• **HOW TO COMPLETE THIS TASK**:
Exactly as written, copy the lines of the data below from the first through the one containing "pub enum StoreError".

• **GIVEN DATA**:

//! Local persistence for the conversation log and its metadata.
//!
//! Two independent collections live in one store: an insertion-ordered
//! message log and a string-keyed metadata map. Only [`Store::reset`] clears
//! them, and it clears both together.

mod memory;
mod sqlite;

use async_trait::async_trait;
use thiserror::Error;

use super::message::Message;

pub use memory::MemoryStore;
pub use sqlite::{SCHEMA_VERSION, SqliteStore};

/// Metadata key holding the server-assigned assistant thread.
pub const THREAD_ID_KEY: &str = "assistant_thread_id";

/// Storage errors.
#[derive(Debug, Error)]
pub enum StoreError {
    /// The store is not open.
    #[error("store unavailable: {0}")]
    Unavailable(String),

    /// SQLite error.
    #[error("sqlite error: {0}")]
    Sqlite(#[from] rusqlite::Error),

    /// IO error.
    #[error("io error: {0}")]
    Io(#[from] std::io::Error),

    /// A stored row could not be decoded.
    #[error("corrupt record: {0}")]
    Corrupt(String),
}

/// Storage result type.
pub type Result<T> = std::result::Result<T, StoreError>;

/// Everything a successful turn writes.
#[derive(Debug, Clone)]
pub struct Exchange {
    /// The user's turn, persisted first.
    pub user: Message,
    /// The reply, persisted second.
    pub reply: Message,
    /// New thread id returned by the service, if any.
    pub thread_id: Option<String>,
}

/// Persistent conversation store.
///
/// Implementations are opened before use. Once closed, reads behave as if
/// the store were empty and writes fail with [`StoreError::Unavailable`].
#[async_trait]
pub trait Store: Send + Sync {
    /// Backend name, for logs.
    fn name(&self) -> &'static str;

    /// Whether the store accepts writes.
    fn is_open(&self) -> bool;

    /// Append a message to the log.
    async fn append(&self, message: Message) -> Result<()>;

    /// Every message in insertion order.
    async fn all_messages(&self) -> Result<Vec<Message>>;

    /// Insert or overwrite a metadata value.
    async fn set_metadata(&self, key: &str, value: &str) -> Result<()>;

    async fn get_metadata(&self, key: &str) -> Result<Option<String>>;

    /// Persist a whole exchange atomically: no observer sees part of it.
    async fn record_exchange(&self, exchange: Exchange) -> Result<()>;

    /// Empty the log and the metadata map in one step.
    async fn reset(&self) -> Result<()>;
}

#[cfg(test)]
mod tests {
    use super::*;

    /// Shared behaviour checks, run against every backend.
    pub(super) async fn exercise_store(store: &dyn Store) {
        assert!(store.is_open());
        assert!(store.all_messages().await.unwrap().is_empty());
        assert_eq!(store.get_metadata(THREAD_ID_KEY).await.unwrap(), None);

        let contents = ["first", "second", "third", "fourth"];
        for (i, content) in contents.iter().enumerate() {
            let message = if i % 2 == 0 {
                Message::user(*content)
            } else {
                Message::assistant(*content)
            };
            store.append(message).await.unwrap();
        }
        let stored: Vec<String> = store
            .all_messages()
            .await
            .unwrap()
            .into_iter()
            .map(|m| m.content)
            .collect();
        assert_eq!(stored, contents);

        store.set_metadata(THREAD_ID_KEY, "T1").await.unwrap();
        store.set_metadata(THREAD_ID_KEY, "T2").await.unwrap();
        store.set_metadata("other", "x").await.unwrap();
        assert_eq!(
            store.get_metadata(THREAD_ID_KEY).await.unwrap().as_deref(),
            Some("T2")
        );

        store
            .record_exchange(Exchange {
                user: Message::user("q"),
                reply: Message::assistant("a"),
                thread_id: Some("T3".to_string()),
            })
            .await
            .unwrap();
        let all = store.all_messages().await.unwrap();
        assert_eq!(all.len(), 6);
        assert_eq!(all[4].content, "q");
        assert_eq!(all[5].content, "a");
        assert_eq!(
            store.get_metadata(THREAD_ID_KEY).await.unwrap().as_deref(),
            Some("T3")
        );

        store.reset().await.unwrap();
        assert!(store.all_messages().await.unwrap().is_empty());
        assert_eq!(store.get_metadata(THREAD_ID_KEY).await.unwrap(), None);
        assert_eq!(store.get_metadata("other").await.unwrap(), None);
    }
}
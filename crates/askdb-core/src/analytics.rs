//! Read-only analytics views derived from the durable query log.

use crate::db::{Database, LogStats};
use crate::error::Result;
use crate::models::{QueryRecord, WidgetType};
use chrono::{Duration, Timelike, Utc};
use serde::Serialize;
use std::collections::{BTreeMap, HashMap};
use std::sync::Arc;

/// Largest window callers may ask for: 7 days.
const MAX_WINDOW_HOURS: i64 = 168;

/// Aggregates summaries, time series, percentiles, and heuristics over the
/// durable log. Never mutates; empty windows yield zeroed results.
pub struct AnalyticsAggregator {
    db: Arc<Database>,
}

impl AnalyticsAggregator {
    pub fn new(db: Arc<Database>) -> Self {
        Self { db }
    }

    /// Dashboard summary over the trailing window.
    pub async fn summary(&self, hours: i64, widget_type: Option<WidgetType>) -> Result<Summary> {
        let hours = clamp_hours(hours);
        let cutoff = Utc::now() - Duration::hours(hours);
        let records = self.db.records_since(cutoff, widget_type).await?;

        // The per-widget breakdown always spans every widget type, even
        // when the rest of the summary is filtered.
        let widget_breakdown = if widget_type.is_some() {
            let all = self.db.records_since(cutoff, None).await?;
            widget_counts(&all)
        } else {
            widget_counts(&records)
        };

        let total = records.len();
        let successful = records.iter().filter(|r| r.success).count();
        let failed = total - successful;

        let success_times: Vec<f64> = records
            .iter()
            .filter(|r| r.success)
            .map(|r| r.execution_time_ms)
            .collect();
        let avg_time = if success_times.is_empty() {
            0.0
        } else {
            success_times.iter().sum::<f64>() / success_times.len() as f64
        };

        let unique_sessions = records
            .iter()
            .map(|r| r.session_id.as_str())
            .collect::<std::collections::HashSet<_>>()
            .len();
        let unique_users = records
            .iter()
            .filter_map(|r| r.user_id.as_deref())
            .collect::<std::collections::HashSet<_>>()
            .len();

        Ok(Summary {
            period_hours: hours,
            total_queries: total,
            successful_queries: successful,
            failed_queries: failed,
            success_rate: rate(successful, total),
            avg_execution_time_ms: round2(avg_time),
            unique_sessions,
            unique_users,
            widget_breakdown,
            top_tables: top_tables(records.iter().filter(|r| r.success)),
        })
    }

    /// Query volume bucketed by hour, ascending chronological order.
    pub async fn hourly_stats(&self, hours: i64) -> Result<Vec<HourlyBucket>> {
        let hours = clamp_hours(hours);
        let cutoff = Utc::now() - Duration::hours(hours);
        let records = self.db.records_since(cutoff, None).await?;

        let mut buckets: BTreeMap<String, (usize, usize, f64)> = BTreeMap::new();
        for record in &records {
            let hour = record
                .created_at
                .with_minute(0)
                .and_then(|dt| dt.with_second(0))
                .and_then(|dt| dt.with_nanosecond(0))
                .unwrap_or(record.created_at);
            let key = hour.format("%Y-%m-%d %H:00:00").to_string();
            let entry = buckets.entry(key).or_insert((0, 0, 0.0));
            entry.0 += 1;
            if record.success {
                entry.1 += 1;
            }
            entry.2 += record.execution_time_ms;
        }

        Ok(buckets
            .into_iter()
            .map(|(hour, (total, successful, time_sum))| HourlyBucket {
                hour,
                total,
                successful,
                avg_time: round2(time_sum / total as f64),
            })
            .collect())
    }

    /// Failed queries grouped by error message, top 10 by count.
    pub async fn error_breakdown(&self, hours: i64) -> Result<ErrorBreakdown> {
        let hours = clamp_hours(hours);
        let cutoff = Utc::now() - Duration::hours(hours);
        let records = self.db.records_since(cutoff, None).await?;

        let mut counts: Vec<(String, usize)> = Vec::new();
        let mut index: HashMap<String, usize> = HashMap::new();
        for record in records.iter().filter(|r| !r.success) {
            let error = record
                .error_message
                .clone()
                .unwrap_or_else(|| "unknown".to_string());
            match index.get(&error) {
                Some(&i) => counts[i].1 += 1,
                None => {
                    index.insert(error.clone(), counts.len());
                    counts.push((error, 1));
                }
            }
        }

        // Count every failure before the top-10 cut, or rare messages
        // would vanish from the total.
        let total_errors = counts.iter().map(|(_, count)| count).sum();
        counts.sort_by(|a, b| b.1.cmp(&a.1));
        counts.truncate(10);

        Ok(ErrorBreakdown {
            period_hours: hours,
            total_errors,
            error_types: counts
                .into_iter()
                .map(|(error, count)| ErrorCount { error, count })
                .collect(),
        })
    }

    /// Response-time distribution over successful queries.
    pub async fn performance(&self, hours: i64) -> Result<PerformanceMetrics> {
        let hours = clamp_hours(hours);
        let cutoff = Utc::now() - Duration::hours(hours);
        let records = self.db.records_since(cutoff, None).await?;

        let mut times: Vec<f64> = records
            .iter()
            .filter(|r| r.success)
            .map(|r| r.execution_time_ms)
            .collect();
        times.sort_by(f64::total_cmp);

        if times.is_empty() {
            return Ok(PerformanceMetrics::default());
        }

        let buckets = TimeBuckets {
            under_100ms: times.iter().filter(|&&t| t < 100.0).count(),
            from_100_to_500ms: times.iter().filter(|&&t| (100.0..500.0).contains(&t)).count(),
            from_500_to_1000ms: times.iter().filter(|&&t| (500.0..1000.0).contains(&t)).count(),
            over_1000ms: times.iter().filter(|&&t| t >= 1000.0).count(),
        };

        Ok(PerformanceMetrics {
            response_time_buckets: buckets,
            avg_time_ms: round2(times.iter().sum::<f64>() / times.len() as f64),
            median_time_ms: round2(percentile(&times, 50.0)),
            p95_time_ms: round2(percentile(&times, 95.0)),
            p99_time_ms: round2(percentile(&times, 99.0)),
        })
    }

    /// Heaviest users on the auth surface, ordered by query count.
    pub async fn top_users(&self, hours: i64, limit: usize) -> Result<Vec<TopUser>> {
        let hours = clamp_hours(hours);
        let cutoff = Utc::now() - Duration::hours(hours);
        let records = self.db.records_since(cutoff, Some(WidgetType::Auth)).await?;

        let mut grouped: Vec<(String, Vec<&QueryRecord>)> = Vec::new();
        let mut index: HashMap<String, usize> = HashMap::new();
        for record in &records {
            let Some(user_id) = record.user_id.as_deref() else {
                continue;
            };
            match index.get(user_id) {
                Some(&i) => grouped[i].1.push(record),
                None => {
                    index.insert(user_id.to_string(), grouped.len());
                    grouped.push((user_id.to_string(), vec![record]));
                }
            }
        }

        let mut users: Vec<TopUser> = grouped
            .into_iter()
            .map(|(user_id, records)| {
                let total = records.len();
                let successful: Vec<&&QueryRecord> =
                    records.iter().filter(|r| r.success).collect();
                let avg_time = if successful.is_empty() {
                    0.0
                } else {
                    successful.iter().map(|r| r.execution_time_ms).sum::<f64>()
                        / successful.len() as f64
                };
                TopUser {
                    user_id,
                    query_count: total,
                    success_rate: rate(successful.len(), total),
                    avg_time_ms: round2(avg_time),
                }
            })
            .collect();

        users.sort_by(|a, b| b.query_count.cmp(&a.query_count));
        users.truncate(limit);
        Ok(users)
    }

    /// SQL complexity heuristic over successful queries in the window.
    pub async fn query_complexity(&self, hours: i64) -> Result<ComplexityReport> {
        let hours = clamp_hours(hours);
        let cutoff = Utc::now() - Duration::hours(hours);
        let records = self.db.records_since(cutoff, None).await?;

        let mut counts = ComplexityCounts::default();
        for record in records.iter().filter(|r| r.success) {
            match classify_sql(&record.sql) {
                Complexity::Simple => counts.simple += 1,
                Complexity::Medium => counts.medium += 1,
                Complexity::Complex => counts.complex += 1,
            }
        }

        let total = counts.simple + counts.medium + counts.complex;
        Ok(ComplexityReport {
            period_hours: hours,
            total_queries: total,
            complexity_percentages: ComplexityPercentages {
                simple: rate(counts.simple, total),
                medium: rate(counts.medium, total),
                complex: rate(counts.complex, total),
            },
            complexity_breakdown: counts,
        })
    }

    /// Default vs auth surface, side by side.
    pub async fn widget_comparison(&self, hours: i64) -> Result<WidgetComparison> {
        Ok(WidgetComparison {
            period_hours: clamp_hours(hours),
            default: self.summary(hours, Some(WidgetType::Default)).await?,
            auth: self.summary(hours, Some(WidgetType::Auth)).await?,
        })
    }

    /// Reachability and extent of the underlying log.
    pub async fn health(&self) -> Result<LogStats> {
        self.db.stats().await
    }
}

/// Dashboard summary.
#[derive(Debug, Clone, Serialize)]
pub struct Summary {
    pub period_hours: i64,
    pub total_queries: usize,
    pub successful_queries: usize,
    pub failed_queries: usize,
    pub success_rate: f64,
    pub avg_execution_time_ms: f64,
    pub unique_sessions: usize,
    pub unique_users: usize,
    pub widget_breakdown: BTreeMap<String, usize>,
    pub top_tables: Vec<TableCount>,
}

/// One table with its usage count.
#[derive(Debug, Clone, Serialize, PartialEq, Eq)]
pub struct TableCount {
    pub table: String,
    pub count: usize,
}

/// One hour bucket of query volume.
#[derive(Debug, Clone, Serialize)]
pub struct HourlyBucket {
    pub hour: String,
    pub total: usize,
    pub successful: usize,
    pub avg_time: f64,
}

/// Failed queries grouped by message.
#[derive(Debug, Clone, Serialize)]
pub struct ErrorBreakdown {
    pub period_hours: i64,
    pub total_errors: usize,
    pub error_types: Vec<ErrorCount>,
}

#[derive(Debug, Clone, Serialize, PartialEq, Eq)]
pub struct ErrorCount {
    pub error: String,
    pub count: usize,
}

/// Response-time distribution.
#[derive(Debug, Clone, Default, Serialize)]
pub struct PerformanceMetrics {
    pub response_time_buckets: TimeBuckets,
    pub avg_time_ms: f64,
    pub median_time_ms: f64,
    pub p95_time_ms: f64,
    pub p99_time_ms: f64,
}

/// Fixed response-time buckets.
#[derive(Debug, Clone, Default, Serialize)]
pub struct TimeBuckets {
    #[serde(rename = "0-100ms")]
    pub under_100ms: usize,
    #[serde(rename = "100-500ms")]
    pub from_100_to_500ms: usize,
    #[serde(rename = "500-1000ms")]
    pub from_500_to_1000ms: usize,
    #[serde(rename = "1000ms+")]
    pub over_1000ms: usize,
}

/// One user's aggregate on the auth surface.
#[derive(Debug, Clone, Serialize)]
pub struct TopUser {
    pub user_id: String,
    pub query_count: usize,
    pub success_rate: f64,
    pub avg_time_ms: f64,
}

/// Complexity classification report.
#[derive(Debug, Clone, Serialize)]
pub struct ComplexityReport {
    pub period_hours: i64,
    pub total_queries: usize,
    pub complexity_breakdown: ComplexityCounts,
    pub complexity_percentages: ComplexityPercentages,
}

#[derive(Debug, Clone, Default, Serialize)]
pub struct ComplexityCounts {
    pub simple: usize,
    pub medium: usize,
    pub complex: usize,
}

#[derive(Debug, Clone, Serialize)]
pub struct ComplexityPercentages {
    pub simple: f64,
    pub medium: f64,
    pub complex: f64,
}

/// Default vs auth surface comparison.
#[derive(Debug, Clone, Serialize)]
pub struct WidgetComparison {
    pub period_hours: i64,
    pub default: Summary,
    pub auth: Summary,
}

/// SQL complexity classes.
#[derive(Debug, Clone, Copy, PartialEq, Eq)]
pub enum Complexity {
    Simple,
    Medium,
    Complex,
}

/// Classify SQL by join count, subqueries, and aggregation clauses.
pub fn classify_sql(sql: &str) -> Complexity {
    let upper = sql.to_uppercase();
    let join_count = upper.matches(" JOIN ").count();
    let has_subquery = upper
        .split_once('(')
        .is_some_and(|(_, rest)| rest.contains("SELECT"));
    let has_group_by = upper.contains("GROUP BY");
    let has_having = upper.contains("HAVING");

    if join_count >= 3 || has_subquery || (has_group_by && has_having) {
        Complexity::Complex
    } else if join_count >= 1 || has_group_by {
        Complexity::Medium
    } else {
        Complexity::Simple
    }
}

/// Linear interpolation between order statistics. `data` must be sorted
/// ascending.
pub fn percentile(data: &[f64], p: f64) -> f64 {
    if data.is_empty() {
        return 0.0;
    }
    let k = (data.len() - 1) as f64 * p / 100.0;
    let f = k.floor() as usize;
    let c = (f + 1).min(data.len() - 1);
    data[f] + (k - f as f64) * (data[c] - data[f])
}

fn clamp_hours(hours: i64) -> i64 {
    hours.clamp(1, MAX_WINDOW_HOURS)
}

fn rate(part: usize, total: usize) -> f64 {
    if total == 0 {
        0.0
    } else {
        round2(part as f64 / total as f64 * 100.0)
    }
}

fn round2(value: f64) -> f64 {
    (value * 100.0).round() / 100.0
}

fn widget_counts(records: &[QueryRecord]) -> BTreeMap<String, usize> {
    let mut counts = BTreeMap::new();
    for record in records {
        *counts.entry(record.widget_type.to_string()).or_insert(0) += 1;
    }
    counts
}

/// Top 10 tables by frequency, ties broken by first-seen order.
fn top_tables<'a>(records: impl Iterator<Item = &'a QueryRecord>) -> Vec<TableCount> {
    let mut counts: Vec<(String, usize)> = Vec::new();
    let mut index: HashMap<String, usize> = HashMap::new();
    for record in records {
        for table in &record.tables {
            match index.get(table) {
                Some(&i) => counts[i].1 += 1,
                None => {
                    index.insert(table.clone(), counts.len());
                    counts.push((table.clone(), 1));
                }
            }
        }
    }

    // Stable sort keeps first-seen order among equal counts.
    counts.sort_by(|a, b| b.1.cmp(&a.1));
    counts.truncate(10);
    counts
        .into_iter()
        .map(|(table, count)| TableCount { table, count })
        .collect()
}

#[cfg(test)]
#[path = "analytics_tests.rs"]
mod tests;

• **SOLUTION**:
//! Local persistence for the conversation log and its metadata.
//!
//! Two independent collections live in one store: an insertion-ordered
//! message log and a string-keyed metadata map. Only [`Store::reset`] clears
//! them, and it clears both together.

mod memory;
mod sqlite;

use async_trait::async_trait;
use thiserror::Error;

use super::message::Message;

pub use memory::MemoryStore;
pub use sqlite::{SCHEMA_VERSION, SqliteStore};

/// Metadata key holding the server-assigned assistant thread.
pub const THREAD_ID_KEY: &str = "assistant_thread_id";

/// Storage errors.
#[derive(Debug, Error)]
pub enum StoreError {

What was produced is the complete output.